Tennessee is one of several states nationwide that recently enacted bans on gender-affirming care for minors. Federal judges in Arkansas, Indiana and Kentucky also overturned those states’ bans.

Sutton acknowledged that other judges have ruled differently.

“We value their insights and they make us think,” he wrote. “But they don’t eliminate our doubts.”

Joining White’s decision was Judge Amul Thapar, appointed by former President Donald Trump. A third judge, Helene White, partly dissented and partly agreed.

White – who was first nominated by former President Bill Clinton and later nominated by Bush – said she thought the Tennessee law was likely unconstitutional, but said she would not have enforced her statewide decision, as the district court did. She said she would have limited her decision to apply only to the nine plaintiffs who filed the complaint and to Vanderbilt University Medical Center, where some of the plaintiffs had sought treatment.

“I fail to see how the state can justify denying access to hormone therapies for the treatment of gender dysphoria to minor claimants while allowing access to others, particularly in light of the strong factual findings of the district court on the benefits of these treatments for transgender youth,” White wrote.

Gillian Branstetter, spokesperson for the American Civil Liberties Union, said the Sixth Circuit is the first federal circuit to allow a ban on transgender health care for minors to take effect.
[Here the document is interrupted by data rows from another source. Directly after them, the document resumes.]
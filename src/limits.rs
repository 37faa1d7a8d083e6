//! Execution limits for a spawned process.

use crate::error::UsageError;
use std::time::Duration;

/// Bytes read from a ready channel per wakeup.
pub const DEFAULT_CHUNK_SIZE: usize = 1024;

/// Limits applied while supervising a child.
///
/// When the timeout elapses, the process is killed with SIGKILL
/// and whatever output was captured so far is returned.
#[derive(Debug, Clone, Copy, PartialEq, Eq)]
pub struct SpawnLimits {
    /// Wall-clock timeout for the process.
    ///
    /// Default: `None`, wait for the child indefinitely.
    pub timeout: Option<Duration>,

    /// Maximum bytes read from one channel per readiness event.
    ///
    /// Default: 1024.
    pub chunk_size: usize,
}

impl Default for SpawnLimits {
    fn default() -> Self {
        Self {
            timeout: None,
            chunk_size: DEFAULT_CHUNK_SIZE,
        }
    }
}

impl SpawnLimits {
    /// Set the timeout.
    pub fn with_timeout(mut self, timeout: Duration) -> Self {
        self.timeout = Some(timeout);
        self
    }

    /// Wait for the child without a deadline.
    pub fn without_timeout(mut self) -> Self {
        self.timeout = None;
        self
    }

    /// Set the read chunk size.
    pub fn with_chunk_size(mut self, chunk_size: usize) -> Self {
        self.chunk_size = chunk_size;
        self
    }

    pub(crate) fn validate(&self) -> Result<(), UsageError> {
        if self.timeout.is_some_and(|t| t.is_zero()) {
            return Err(UsageError::ZeroTimeout);
        }
        if self.chunk_size == 0 {
            return Err(UsageError::ZeroChunkSize);
        }
        Ok(())
    }
}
The Sixth Circuit covers Michigan, Ohio, Tennessee and Kentucky.

The federal government has also filed its own challenge to the Tennessee law.

Tennessee law prohibits health care providers from offering hormone treatments or surgeries to transgender youth for the purpose of allowing the child to express a gender identity “incompatible with the immutable characteristics of the reproductive system that define the minor as a man or a woman”.

Tennessee’s Republican-dominated General Assembly, along with some Democratic lawmakers, passed the law after Vanderbilt University Medical Center was accused of opening its transgender health clinic because it was profitable. Videos have surfaced of a doctor touting gender affirmation procedures as “huge money-makers”. Another video showed a staff member saying anyone with a religious objection should quit.